Source data

▼

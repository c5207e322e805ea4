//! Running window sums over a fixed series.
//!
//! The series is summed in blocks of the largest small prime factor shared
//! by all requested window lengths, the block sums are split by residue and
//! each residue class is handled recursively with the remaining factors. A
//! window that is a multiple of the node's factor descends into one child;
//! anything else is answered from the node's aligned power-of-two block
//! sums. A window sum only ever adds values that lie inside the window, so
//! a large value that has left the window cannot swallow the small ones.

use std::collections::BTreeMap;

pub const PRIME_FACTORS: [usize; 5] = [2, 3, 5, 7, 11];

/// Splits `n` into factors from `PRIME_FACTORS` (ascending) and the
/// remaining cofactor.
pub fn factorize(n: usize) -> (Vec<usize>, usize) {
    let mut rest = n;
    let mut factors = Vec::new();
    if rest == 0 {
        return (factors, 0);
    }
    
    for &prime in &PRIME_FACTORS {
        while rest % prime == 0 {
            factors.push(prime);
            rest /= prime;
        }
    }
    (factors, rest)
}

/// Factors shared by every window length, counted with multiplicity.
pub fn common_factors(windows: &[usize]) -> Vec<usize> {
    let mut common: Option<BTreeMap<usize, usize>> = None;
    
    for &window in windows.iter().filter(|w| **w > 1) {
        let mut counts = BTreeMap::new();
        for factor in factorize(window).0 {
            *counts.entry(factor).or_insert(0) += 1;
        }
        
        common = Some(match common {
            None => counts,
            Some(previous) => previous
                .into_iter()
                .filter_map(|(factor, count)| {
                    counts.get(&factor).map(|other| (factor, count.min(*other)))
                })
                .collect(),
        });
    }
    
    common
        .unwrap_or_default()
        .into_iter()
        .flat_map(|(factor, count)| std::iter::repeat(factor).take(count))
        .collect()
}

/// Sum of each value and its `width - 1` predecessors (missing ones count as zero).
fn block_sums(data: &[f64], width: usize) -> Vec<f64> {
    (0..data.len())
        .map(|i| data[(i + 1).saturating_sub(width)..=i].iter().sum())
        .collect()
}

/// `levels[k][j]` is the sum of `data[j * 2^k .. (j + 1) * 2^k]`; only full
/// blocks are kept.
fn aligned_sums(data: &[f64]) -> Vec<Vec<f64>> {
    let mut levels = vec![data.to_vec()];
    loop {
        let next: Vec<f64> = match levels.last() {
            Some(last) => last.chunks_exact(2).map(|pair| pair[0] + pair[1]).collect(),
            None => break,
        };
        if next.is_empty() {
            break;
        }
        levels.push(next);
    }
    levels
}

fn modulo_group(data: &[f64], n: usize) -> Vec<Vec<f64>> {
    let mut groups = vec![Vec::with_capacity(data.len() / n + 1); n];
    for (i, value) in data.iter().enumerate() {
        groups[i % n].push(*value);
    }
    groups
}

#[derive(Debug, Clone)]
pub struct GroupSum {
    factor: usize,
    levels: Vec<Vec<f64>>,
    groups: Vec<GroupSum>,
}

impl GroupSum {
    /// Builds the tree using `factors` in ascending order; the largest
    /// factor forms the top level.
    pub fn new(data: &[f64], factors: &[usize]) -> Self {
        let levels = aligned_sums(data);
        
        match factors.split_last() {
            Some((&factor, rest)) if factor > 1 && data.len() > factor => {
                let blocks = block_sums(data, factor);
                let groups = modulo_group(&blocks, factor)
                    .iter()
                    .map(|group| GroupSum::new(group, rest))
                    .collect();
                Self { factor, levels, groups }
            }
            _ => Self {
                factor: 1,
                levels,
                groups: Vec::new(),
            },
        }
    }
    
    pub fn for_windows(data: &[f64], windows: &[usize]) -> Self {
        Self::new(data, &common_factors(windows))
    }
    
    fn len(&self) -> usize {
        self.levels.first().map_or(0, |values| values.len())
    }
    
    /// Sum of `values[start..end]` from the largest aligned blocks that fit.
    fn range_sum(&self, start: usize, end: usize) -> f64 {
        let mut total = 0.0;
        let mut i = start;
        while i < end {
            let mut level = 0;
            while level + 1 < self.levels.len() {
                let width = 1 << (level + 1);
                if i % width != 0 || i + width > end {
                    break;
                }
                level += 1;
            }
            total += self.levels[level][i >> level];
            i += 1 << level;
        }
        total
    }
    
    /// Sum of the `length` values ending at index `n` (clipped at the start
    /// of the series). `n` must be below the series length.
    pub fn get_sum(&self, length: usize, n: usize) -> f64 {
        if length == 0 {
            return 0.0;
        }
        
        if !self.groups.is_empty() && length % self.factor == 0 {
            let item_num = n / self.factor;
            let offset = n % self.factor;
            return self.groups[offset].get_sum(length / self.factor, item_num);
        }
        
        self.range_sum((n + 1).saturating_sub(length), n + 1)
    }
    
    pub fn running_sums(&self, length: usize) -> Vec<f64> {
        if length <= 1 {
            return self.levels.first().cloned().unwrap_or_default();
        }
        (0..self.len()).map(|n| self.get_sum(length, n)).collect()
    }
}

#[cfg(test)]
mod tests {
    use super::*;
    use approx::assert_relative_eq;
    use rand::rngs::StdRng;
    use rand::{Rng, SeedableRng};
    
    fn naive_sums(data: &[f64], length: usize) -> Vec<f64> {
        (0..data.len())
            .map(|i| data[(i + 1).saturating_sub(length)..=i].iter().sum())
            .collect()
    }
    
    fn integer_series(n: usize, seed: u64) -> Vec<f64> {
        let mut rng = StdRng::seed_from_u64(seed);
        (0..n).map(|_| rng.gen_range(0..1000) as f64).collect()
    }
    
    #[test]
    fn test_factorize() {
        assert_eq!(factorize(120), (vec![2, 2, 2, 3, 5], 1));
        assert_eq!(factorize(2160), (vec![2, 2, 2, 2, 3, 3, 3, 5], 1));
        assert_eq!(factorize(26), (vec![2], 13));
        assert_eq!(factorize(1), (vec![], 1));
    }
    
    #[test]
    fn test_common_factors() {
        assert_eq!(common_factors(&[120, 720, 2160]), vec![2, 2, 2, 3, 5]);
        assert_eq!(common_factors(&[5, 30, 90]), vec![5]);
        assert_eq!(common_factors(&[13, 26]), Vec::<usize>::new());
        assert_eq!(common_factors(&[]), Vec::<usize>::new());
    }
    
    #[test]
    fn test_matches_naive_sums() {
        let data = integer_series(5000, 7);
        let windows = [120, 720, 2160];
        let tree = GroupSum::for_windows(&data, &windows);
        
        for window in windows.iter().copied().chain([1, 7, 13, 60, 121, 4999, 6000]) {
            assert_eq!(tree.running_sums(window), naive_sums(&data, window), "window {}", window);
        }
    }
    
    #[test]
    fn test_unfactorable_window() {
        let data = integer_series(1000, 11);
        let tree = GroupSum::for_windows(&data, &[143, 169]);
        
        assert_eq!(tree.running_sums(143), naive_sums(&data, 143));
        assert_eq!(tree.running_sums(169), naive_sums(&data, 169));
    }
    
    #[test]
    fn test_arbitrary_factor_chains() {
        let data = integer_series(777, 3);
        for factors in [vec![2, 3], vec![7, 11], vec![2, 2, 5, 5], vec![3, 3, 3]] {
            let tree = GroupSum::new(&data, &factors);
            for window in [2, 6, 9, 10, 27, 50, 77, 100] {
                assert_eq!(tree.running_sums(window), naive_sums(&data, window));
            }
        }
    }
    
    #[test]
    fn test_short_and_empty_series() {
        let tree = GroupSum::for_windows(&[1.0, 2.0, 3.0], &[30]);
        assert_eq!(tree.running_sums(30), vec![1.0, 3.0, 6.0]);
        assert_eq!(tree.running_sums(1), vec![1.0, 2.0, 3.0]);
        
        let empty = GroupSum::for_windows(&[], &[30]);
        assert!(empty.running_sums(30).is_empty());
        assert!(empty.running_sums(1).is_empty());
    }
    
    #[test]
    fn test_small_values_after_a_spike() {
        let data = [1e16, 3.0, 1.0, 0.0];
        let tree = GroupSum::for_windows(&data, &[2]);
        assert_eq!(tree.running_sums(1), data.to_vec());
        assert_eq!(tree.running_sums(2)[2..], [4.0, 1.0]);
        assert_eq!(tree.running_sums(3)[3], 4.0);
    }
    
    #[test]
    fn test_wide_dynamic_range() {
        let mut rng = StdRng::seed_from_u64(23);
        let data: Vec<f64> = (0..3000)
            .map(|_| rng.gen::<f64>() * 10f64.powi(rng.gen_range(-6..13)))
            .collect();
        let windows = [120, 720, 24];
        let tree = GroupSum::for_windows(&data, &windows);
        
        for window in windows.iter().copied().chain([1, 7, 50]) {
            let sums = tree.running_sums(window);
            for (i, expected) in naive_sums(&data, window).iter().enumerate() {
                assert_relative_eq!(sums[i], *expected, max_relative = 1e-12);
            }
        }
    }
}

▲

YOUR OBJECTIVE
Look through the entries above for the word "total". Say how many lines contain it, using only a number.

FINISHED EXERCISE
3